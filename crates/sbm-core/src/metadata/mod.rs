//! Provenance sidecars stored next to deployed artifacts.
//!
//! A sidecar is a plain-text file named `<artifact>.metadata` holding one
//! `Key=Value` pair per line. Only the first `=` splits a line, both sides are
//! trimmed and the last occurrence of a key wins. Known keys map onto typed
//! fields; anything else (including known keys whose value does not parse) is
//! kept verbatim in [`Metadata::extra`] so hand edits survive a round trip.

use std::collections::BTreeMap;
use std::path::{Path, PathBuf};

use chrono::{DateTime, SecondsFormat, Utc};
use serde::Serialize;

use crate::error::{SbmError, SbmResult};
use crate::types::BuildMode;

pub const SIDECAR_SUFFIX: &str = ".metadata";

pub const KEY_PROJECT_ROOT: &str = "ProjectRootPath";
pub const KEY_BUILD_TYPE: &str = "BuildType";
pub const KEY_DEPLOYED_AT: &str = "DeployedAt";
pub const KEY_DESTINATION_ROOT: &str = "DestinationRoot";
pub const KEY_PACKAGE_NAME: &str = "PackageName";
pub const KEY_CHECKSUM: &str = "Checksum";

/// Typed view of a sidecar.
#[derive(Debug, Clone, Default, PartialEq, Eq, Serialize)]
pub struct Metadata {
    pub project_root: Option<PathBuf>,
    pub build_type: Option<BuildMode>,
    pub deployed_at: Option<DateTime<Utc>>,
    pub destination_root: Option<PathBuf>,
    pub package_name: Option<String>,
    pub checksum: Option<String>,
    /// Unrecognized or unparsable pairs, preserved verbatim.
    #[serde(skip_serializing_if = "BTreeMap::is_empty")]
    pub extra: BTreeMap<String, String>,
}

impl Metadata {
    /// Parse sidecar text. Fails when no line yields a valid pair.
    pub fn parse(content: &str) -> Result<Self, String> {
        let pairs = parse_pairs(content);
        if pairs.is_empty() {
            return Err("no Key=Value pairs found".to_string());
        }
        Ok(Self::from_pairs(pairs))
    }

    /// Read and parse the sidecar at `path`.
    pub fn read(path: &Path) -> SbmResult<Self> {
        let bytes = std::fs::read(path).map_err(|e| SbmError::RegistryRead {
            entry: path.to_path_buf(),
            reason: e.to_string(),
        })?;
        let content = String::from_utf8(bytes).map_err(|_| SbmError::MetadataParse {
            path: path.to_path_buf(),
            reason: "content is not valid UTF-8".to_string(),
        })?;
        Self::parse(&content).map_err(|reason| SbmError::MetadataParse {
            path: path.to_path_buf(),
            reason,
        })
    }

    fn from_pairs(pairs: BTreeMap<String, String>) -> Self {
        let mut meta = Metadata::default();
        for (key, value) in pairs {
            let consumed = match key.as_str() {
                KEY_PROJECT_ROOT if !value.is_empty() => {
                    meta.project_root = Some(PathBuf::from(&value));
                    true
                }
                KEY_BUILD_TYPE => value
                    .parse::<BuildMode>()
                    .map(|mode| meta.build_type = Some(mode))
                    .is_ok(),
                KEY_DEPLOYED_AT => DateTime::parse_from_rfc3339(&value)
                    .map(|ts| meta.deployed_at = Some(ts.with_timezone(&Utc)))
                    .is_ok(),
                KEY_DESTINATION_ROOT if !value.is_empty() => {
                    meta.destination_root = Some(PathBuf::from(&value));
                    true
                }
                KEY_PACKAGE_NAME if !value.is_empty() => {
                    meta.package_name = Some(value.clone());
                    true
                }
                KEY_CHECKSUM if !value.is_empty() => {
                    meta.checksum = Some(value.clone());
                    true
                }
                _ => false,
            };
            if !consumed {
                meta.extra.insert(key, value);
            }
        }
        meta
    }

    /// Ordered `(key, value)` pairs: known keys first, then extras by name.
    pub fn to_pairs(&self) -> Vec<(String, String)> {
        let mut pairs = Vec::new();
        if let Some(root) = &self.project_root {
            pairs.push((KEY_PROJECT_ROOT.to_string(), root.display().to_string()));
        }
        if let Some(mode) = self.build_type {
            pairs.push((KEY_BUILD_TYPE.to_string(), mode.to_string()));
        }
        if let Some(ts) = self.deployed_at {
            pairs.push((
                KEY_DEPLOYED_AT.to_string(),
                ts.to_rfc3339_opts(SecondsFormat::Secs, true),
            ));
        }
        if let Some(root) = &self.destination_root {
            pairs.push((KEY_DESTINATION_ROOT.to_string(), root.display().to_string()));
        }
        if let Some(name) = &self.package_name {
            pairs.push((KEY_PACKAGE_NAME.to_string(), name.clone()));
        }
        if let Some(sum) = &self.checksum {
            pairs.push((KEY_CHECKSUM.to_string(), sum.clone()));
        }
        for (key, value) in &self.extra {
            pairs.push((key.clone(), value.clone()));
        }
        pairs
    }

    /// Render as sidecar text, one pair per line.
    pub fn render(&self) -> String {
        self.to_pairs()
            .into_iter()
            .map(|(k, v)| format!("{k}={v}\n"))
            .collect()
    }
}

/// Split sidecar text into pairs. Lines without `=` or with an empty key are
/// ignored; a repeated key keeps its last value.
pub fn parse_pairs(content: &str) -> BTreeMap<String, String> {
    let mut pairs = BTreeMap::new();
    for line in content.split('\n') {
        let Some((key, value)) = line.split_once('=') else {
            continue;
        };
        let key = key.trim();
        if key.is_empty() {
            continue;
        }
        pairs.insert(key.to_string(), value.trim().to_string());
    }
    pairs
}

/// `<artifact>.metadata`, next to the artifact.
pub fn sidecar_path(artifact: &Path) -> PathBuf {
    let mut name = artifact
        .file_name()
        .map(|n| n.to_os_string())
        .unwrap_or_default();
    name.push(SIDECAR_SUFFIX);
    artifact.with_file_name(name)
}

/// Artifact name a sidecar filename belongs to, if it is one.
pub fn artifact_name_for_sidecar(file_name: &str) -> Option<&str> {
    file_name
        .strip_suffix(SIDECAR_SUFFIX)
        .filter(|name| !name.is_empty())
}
...
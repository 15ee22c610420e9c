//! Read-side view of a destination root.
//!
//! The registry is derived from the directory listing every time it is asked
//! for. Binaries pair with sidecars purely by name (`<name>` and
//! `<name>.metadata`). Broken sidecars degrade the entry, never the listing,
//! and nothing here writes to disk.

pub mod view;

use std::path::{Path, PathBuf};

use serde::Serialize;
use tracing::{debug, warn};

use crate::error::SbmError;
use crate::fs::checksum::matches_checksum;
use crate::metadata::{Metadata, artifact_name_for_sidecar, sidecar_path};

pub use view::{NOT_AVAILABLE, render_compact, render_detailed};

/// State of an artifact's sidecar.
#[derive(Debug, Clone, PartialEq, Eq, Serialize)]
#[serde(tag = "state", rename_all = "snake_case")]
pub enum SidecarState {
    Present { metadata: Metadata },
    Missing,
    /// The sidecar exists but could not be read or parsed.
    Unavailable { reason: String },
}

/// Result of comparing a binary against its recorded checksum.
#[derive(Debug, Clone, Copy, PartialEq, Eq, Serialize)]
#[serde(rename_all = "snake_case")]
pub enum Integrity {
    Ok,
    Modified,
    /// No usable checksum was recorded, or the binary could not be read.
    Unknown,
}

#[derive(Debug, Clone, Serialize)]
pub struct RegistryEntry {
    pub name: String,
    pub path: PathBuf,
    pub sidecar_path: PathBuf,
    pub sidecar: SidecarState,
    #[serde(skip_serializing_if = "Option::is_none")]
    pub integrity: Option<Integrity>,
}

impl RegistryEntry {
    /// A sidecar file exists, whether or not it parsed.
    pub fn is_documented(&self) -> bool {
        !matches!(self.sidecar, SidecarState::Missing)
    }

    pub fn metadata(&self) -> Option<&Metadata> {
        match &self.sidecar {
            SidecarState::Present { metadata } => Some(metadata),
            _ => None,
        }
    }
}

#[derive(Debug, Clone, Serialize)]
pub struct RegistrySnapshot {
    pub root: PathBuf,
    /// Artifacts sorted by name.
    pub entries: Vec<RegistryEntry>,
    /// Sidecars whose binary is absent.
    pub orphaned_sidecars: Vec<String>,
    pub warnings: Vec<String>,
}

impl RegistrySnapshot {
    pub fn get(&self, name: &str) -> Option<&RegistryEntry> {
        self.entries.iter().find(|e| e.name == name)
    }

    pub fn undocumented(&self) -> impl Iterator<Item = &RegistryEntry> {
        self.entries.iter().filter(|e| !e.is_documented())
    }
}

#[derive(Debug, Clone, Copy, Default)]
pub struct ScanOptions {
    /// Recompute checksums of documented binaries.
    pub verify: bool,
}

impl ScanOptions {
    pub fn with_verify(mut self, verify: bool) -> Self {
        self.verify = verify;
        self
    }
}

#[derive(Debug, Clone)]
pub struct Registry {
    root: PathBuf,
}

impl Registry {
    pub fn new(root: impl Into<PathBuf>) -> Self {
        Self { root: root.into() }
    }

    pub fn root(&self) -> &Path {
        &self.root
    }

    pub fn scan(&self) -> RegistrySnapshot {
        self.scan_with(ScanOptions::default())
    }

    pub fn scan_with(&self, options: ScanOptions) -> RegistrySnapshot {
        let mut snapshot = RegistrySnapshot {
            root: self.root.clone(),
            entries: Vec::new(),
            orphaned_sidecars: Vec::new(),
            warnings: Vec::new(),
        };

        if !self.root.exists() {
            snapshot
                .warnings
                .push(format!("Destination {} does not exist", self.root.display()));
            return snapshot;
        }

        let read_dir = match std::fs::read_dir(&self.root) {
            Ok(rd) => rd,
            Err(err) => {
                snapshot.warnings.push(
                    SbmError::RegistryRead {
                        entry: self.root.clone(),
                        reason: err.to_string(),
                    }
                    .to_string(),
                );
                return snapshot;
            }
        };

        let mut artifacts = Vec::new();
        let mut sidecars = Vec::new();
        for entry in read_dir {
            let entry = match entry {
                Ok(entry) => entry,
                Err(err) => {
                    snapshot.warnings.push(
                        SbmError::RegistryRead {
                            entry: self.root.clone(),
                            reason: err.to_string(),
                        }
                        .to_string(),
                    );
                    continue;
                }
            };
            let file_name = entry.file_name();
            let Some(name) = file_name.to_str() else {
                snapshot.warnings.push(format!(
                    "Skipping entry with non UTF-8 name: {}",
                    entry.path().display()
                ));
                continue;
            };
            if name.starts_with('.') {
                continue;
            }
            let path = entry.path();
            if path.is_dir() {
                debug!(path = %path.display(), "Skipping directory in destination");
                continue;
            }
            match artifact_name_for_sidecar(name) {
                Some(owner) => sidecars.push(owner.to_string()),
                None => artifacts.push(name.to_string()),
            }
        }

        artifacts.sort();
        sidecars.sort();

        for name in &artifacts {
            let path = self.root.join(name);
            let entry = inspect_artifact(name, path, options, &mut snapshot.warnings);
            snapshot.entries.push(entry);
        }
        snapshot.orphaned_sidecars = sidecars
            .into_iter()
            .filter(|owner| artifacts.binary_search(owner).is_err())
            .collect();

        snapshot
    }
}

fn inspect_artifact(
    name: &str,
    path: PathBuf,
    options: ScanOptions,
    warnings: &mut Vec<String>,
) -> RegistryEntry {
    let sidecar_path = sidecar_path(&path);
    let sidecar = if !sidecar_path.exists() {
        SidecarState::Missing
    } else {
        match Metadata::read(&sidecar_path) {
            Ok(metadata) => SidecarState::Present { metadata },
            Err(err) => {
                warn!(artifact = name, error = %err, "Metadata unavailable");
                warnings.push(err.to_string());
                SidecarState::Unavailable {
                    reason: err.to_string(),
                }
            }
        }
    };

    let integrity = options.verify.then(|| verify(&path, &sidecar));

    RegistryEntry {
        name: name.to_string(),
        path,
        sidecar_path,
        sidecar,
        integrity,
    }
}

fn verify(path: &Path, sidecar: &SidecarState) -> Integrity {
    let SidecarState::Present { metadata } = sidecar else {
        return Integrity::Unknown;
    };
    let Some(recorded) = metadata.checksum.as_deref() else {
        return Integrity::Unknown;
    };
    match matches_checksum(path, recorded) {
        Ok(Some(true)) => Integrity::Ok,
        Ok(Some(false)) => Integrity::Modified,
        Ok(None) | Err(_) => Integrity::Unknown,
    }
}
* * *
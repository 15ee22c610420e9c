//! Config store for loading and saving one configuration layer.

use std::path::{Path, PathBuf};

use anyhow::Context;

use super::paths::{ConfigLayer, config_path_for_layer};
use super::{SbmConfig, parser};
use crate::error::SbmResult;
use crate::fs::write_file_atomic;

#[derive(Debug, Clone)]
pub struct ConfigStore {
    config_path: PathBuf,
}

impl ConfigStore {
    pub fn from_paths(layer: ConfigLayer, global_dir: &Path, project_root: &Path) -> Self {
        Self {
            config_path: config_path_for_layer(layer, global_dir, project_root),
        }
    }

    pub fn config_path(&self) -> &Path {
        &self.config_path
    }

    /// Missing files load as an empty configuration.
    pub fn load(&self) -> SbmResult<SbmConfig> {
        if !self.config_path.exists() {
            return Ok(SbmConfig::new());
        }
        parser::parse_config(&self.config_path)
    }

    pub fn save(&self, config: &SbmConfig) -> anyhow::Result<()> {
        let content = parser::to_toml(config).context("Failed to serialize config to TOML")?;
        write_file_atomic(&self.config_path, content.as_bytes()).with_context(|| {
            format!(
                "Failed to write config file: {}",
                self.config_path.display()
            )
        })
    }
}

## TASK:
Tally the lines of the material that include "Modified". Only the total should be given.

## SOLUTION TO THIS EXERCISE:
2